'''

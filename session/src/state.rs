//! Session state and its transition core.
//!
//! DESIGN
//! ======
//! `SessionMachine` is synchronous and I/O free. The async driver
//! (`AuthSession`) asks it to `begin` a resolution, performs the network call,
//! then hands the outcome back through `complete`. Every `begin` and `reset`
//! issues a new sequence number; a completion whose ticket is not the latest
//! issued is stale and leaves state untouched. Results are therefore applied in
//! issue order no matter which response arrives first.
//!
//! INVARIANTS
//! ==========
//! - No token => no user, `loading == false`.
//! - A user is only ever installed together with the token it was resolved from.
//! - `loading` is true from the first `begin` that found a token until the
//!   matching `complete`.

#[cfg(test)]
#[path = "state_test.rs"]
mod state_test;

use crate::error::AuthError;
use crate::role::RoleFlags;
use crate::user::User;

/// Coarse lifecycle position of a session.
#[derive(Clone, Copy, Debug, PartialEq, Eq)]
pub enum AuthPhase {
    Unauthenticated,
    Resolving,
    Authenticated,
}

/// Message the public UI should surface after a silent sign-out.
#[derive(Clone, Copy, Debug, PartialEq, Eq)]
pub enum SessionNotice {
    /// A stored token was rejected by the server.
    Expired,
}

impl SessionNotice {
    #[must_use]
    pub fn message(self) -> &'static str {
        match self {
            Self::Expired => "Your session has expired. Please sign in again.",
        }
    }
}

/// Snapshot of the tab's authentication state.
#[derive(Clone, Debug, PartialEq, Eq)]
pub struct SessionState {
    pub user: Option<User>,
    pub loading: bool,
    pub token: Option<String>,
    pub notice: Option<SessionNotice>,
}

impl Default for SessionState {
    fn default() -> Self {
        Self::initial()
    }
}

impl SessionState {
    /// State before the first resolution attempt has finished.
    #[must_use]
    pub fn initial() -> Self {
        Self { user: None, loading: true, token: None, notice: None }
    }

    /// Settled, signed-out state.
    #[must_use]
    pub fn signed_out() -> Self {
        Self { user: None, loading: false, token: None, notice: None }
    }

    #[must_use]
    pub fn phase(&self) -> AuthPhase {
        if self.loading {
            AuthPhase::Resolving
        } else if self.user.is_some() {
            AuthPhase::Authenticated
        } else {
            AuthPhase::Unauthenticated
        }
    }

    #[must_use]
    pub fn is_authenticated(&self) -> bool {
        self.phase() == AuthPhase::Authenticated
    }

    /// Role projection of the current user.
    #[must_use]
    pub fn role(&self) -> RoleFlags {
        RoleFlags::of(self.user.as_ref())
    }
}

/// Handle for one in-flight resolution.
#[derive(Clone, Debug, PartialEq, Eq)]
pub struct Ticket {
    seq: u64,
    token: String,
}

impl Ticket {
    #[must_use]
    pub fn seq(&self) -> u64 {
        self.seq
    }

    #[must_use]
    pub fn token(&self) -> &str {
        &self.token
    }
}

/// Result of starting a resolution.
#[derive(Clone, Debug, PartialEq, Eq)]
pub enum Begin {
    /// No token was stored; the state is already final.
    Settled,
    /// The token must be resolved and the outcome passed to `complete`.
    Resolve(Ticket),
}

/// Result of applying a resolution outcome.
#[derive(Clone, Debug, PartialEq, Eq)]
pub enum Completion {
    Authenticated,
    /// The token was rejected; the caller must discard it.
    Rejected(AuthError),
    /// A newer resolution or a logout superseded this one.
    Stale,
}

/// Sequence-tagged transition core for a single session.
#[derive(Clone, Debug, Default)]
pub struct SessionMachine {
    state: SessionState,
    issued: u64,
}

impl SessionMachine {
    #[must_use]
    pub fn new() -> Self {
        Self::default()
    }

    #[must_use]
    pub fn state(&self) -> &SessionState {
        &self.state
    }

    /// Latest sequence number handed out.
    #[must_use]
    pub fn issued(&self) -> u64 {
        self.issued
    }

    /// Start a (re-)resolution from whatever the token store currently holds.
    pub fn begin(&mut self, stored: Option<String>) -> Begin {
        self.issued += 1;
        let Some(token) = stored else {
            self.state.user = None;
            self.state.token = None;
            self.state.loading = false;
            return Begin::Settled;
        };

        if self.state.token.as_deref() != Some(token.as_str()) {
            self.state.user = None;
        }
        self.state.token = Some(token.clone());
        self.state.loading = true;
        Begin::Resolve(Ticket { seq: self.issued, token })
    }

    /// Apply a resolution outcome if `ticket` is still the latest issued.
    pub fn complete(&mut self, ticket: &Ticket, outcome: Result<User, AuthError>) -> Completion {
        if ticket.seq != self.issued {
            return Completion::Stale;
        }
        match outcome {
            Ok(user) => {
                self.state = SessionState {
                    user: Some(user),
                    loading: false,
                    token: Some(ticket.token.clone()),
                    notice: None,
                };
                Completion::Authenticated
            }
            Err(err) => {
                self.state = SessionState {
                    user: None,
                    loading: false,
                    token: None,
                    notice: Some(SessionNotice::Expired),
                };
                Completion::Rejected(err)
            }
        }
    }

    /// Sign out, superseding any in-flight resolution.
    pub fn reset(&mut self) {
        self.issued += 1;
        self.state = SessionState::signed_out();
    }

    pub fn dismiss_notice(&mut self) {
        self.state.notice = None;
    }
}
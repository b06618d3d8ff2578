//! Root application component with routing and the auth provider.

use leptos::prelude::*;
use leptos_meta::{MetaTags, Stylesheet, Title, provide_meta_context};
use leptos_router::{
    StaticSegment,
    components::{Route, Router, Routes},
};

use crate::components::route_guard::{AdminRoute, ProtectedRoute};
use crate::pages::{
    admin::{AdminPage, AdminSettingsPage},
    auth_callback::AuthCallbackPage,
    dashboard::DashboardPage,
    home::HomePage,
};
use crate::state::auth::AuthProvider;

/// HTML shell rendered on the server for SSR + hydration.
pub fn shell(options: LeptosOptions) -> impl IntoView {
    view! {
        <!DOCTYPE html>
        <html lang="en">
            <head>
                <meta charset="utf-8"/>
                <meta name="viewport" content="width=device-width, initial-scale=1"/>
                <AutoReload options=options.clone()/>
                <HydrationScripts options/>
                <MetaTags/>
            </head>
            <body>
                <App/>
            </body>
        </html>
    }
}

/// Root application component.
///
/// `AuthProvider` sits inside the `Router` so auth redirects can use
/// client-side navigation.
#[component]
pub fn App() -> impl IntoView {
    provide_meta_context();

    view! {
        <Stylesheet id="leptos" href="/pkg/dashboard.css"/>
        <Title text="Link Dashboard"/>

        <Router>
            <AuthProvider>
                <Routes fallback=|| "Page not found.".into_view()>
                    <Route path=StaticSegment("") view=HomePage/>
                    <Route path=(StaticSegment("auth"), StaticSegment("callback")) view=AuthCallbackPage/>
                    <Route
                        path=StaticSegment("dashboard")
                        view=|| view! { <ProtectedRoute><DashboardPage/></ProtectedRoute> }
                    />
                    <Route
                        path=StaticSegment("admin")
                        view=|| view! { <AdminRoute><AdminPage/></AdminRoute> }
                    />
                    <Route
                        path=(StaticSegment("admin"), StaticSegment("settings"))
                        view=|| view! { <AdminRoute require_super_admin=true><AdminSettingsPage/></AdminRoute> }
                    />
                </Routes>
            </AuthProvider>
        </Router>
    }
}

'''
'''

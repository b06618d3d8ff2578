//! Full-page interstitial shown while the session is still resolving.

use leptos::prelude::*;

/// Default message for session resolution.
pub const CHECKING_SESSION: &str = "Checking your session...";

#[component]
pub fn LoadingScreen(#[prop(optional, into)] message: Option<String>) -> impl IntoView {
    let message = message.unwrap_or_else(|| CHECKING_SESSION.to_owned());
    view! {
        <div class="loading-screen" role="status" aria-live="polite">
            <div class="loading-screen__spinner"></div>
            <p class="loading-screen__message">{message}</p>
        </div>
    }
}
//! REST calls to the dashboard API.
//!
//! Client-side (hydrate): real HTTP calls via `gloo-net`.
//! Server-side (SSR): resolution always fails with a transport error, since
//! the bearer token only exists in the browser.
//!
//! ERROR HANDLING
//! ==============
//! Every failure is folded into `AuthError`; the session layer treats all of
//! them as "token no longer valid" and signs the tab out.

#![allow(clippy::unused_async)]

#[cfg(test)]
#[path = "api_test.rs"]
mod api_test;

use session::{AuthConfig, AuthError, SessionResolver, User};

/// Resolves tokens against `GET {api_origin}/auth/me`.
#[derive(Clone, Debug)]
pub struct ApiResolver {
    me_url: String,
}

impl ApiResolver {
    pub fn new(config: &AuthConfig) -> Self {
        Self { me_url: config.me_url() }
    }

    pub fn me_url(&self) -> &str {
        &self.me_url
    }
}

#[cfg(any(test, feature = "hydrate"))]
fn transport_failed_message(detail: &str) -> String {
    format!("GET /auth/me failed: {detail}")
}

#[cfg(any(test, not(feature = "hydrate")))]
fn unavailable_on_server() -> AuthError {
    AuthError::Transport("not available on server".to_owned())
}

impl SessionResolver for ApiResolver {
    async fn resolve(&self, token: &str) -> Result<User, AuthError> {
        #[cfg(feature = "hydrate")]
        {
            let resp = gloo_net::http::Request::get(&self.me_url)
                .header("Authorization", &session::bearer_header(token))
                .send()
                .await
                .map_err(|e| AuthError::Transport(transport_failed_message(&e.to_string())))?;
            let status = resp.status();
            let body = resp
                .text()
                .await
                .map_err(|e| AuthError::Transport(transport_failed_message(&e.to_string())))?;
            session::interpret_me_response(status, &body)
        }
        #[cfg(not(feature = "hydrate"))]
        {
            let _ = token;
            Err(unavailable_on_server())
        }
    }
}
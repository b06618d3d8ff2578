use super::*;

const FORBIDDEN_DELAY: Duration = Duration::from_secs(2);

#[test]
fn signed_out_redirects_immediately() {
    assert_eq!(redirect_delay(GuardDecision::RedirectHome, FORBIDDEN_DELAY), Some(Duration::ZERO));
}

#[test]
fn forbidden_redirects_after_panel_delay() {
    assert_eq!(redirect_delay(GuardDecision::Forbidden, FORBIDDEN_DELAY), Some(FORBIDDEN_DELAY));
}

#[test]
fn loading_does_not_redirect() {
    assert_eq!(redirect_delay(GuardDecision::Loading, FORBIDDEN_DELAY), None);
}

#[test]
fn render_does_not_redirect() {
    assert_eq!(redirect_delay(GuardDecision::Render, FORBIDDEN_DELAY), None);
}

'''

**WHAT THE TASK ASKS:** Work out how many lines in the entries above include the word "AdminRoute". Respond with only the number.

**FINISHED TASK:** 3